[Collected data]
########

//! Evaluation response insight extraction.
//!
//! Classifies every questionnaire answer into zero or more semantic
//! categories using a declarative keyword table, then tallies a signed
//! score per category. Yes/no answers carry the signal: for most
//! categories "no" is a weakness and "yes" a strength, while for incident
//! history a "yes" (an incident happened) is itself the weakness.
//!
//! This module contains no I/O; the caller fetches the evaluations.

use std::collections::BTreeMap;
use std::sync::LazyLock;

use regex::Regex;
use serde::{Deserialize, Serialize};

use crate::models::evaluation::{Category, Evaluation, EvaluationAnswer, SecurityLevel};

/// Which yes/no answer marks a weakness for a category.
#[derive(Debug, Clone, Copy, PartialEq, Eq)]
pub enum WeakSignal {
    AnsweredNo,
    AnsweredYes,
}

impl WeakSignal {
    /// The boolean value that marks a weakness.
    pub fn weak_value(self) -> bool {
        matches!(self, Self::AnsweredYes)
    }
}

/// Matching and scoring rule for one category.
#[derive(Debug)]
pub struct CategoryRule {
    pub category: Category,
    /// Lower-case regex alternatives, matched as whole words against the
    /// question text.
    pub keywords: &'static [&'static str],
    pub weakness_weight: i32,
    /// `None` when a favourable answer carries no signal.
    pub strength_weight: Option<i32>,
    pub weak_signal: WeakSignal,
    pub weakness: &'static str,
    pub strength: &'static str,
}

/// One word-bounded pattern per rule, aligned with [`CATEGORY_RULES`].
static RULE_PATTERNS: LazyLock<Vec<Option<Regex>>> = LazyLock::new(|| {
    CATEGORY_RULES
        .iter()
        .map(|rule| {
            let pattern = format!(r"\b(?:{})\b", rule.keywords.join("|"));
            match Regex::new(&pattern) {
                Ok(re) => Some(re),
                Err(e) => {
                    tracing::warn!(
                        category = ?rule.category,
                        error = %e,
                        "Invalid keyword pattern"
                    );
                    None
                }
            }
        })
        .collect()
});

impl CategoryRule {
    pub fn matches(&self, lowered_question: &str) -> bool {
        Category::ALL
            .iter()
            .position(|category| *category == self.category)
            .and_then(|index| RULE_PATTERNS.get(index)?.as_ref())
            .is_some_and(|re| re.is_match(lowered_question))
    }
}

pub const CATEGORY_RULES: [CategoryRule; 8] = [
    CategoryRule {
        category: Category::Access,
        keywords: &["accès", "badges?"],
        weakness_weight: 15,
        strength_weight: Some(12),
        weak_signal: WeakSignal::AnsweredNo,
        weakness: "Contrôle d'accès insuffisant",
        strength: "Contrôle d'accès en place",
    },
    CategoryRule {
        category: Category::Perimeter,
        keywords: &["clôtures?", "périmètres?", "barrières?", "portails?"],
        weakness_weight: 12,
        strength_weight: Some(10),
        weak_signal: WeakSignal::AnsweredNo,
        weakness: "Protection périmétrique défaillante",
        strength: "Périmètre protégé",
    },
    CategoryRule {
        category: Category::Surveillance,
        keywords: &[r"vidéo\w*", "caméras?", "surveillance", r"gardien\w*"],
        weakness_weight: 10,
        strength_weight: Some(10),
        weak_signal: WeakSignal::AnsweredNo,
        weakness: "Surveillance insuffisante",
        strength: "Dispositif de surveillance opérationnel",
    },
    CategoryRule {
        category: Category::Lighting,
        keywords: &["éclairages?", "lumières?", "luminaires?"],
        weakness_weight: 8,
        strength_weight: Some(8),
        weak_signal: WeakSignal::AnsweredNo,
        weakness: "Éclairage insuffisant",
        strength: "Éclairage adapté",
    },
    CategoryRule {
        category: Category::Training,
        keywords: &["formations?", "sensibilisations?", "exercices?"],
        weakness_weight: 12,
        strength_weight: Some(12),
        weak_signal: WeakSignal::AnsweredNo,
        weakness: "Personnel insuffisamment formé",
        strength: "Personnel formé et sensibilisé",
    },
    CategoryRule {
        category: Category::Procedures,
        keywords: &["procédures?", "protocoles?", "consignes?", "plans? d'urgence"],
        weakness_weight: 10,
        strength_weight: Some(10),
        weak_signal: WeakSignal::AnsweredNo,
        weakness: "Procédures de sécurité absentes ou incomplètes",
        strength: "Procédures de sécurité formalisées",
    },
    CategoryRule {
        category: Category::Incidents,
        keywords: &["incidents?", "intrusions?", "vols?", "agressions?"],
        weakness_weight: 18,
        strength_weight: None,
        weak_signal: WeakSignal::AnsweredYes,
        weakness: "Incident de sécurité déjà survenu",
        strength: "",
    },
    CategoryRule {
        category: Category::Infrastructure,
        keywords: &["bâtiments?", "infrastructures?", "serrures?", "portes?"],
        weakness_weight: 10,
        strength_weight: Some(8),
        weak_signal: WeakSignal::AnsweredNo,
        weakness: "Infrastructure vulnérable",
        strength: "Infrastructure robuste",
    },
];

/// Look up the rule for a category.
pub fn rule_for(category: Category) -> &'static CategoryRule {
    let index = Category::ALL
        .iter()
        .position(|c| *c == category)
        .unwrap_or_default();
    &CATEGORY_RULES[index]
}

/// Categories whose keywords appear in the question text.
pub fn classify(question_text: &str) -> Vec<Category> {
    let lowered = question_text.to_lowercase();
    CATEGORY_RULES
        .iter()
        .filter(|rule| rule.matches(&lowered))
        .map(|rule| rule.category)
        .collect()
}

/// Answers and signed score accumulated for one category.
#[derive(Debug, Clone, Default, Serialize, Deserialize, PartialEq)]
pub struct CategoryInsight {
    pub answers: Vec<EvaluationAnswer>,
    pub score: i32,
}

static EMPTY_INSIGHT: CategoryInsight = CategoryInsight {
    answers: Vec::new(),
    score: 0,
};

/// Aggregated signal derived from a set of evaluations.
#[derive(Debug, Clone, Serialize, Deserialize, PartialEq)]
pub struct InsightTally {
    pub total_responses: usize,
    pub negative_responses: usize,
    pub categories: BTreeMap<Category, CategoryInsight>,
    pub weaknesses: Vec<String>,
    pub strengths: Vec<String>,
    pub security_level: SecurityLevel,
    pub positive_responses: Vec<EvaluationAnswer>,
    pub negative_responses_list: Vec<EvaluationAnswer>,
}

impl InsightTally {
    pub fn category(&self, category: Category) -> &CategoryInsight {
        self.categories.get(&category).unwrap_or(&EMPTY_INSIGHT)
    }

    pub fn score(&self, category: Category) -> i32 {
        self.category(category).score
    }

    pub fn answers(&self, category: Category) -> &[EvaluationAnswer] {
        &self.category(category).answers
    }

    /// Number of answers carrying a yes/no value.
    pub fn answered_responses(&self) -> usize {
        self.positive_responses.len() + self.negative_responses
    }

    /// First answer of a category with the given yes/no value.
    pub fn first_answer(&self, category: Category, value: bool) -> Option<&EvaluationAnswer> {
        self.answers(category)
            .iter()
            .find(|answer| answer.boolean_value == Some(value))
    }

    /// Count of answers of a category with the given yes/no value.
    pub fn count_answers(&self, category: Category, value: bool) -> usize {
        self.answers(category)
            .iter()
            .filter(|answer| answer.boolean_value == Some(value))
            .count()
    }

    /// Categories among `candidates` whose score reaches their strength weight.
    pub fn protective_categories(&self, candidates: &[Category]) -> Vec<Category> {
        candidates
            .iter()
            .copied()
            .filter(|category| {
                rule_for(*category)
                    .strength_weight
                    .is_some_and(|weight| self.score(*category) >= weight)
            })
            .collect()
    }
}

/// Build one tally across all supplied evaluations.
pub fn extract(evaluations: &[Evaluation]) -> InsightTally {
    let mut categories: BTreeMap<Category, CategoryInsight> = Category::ALL
        .iter()
        .map(|category| (*category, CategoryInsight::default()))
        .collect();
    let mut total_responses = 0;
    let mut negative_responses = 0;
    let mut weaknesses = Vec::new();
    let mut strengths = Vec::new();
    let mut positive_responses = Vec::new();
    let mut negative_responses_list = Vec::new();

    for answer in evaluations.iter().flat_map(|evaluation| &evaluation.responses) {
        total_responses += 1;

        match answer.boolean_value {
            Some(false) => {
                negative_responses += 1;
                negative_responses_list.push(answer.clone());
            }
            Some(true) => positive_responses.push(answer.clone()),
            None => {}
        }

        let lowered = answer.question_text.to_lowercase();
        for rule in CATEGORY_RULES.iter().filter(|rule| rule.matches(&lowered)) {
            let insight = categories.entry(rule.category).or_default();
            insight.answers.push(answer.clone());

            let Some(value) = answer.boolean_value else {
                continue;
            };
            if value == rule.weak_signal.weak_value() {
                insight.score -= rule.weakness_weight;
                weaknesses.push(format!("{} ({})", rule.weakness, answer.citation()));
            } else if let Some(weight) = rule.strength_weight {
                insight.score += weight;
                strengths.push(format!("{} ({})", rule.strength, answer.citation()));
            }
        }
    }

    let security_level = SecurityLevel::from_counts(negative_responses, total_responses);

    tracing::debug!(
        evaluations = evaluations.len(),
        total_responses,
        negative_responses,
        ?security_level,
        "Extracted evaluation insights"
    );

    InsightTally {
        total_responses,
        negative_responses,
        categories,
        weaknesses,
        strengths,
        security_level,
        positive_responses,
        negative_responses_list,
    }
}
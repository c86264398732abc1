//! Impact analyzer (1–5): how severe the consequences would be.

use crate::models::evaluation::Category;
use crate::models::risk::RiskContext;
use crate::services::insights::InsightTally;

use super::{
    evaluate, protective_summary, response_summary, Adjustment, FactorRecommendation, FactorTable,
    Trigger,
};

const ADJUSTMENTS: &[Adjustment] = &[
    Adjustment {
        trigger: Trigger::Context,
        gate: &[
            "données",
            "information",
            "serveur",
            "informatique",
            "confidentiel",
        ],
        delta: 1,
        label: "Actifs informationnels sensibles exposés",
    },
    Adjustment {
        trigger: Trigger::Context,
        gate: &["personnel", "agression", "employé", "santé", "blessure"],
        delta: 1,
        label: "Atteinte possible à l'intégrité des personnes",
    },
    Adjustment {
        trigger: Trigger::Weakness {
            category: Category::Incidents,
            threshold: 18,
        },
        gate: &[],
        delta: 1,
        label: "Des incidents passés ont déjà eu des conséquences",
    },
    Adjustment {
        trigger: Trigger::Weakness {
            category: Category::Procedures,
            threshold: 10,
        },
        gate: &[],
        delta: 1,
        label: "Absence de procédure de gestion de crise",
    },
    Adjustment {
        trigger: Trigger::Strength {
            category: Category::Procedures,
            threshold: 10,
        },
        gate: &[],
        delta: -1,
        label: "Procédures de réponse limitant les conséquences",
    },
    Adjustment {
        trigger: Trigger::Strength {
            category: Category::Training,
            threshold: 12,
        },
        gate: &[],
        delta: -1,
        label: "Personnel formé à réagir",
    },
    Adjustment {
        trigger: Trigger::Strength {
            category: Category::Surveillance,
            threshold: 10,
        },
        gate: &["intrusion", "vol", "agression", "incendie"],
        delta: -1,
        label: "Détection rapide réduisant l'ampleur des dommages",
    },
];

pub const TABLE: FactorTable = FactorTable {
    default_score: 3,
    range: 1..=5,
    adjustments: ADJUSTMENTS,
    confidence: 0.87,
};

const PROTECTIVE: &[Category] = &[
    Category::Procedures,
    Category::Training,
    Category::Surveillance,
];

/// Estimate the impact factor.
pub fn recommend(context: &RiskContext, tally: &InsightTally) -> FactorRecommendation {
    evaluate(&TABLE, context, tally, explain)
}

fn explain(score: u8, tally: &InsightTally) -> String {
    let summary = response_summary(tally);
    let band = match score {
        5.. => "CRITIQUE",
        4 => "MAJEUR",
        3 => "SIGNIFICATIF",
        2 => "MODÉRÉ",
        _ => "MINEUR",
    };

    if score >= 2 {
        format!("Impact {band} : {summary} ; conséquences estimées selon la nature de la cible.")
    } else {
        format!(
            "Impact {band} : {summary} ; {}.",
            protective_summary(tally, PROTECTIVE)
        )
    }
}
//! Risk sheet metadata supplied by the risk store.

use serde::{Deserialize, Serialize};

/// Target and threat scenario of the risk being assessed.
#[derive(Debug, Clone, Default, Serialize, Deserialize, PartialEq)]
pub struct RiskContext {
    pub target: String,
    pub scenario: String,
    #[serde(default)]
    pub category: Option<String>,
}

impl RiskContext {
    pub fn new(target: impl Into<String>, scenario: impl Into<String>) -> Self {
        Self {
            target: target.into(),
            scenario: scenario.into(),
            category: None,
        }
    }

    /// Lower-cased target and scenario, the haystack for keyword gates.
    pub fn haystack(&self) -> String {
        format!("{} {}", self.target, self.scenario).to_lowercase()
    }

    /// Whether the target or scenario mentions any of `keywords`.
    pub fn mentions(&self, keywords: &[&str]) -> bool {
        let haystack = self.haystack();
        keywords.iter().any(|keyword| haystack.contains(keyword))
    }

    /// Whether the target alone mentions any of `keywords`.
    pub fn target_mentions(&self, keywords: &[&str]) -> bool {
        let target = self.target.to_lowercase();
        keywords.iter().any(|keyword| target.contains(keyword))
    }
}

#[cfg(test)]
mod tests {
    use super::*;

    #[test]
    fn mentions_is_case_insensitive() {
        let context = RiskContext::new("Salle SERVEUR", "Intrusion nocturne");
        assert!(context.mentions(&["serveur"]));
        assert!(context.mentions(&["intrusion"]));
        assert!(!context.mentions(&["incendie"]));
    }

    #[test]
    fn target_mentions_ignores_scenario() {
        let context = RiskContext::new("Entrepôt", "Vol de données");
        assert!(!context.target_mentions(&["données"]));
        assert!(context.mentions(&["données"]));
    }
}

########

_What you need to do_. For the word "with", count how many lines of the entries contain it; give the number and nothing more.

_Solution to this task_. 3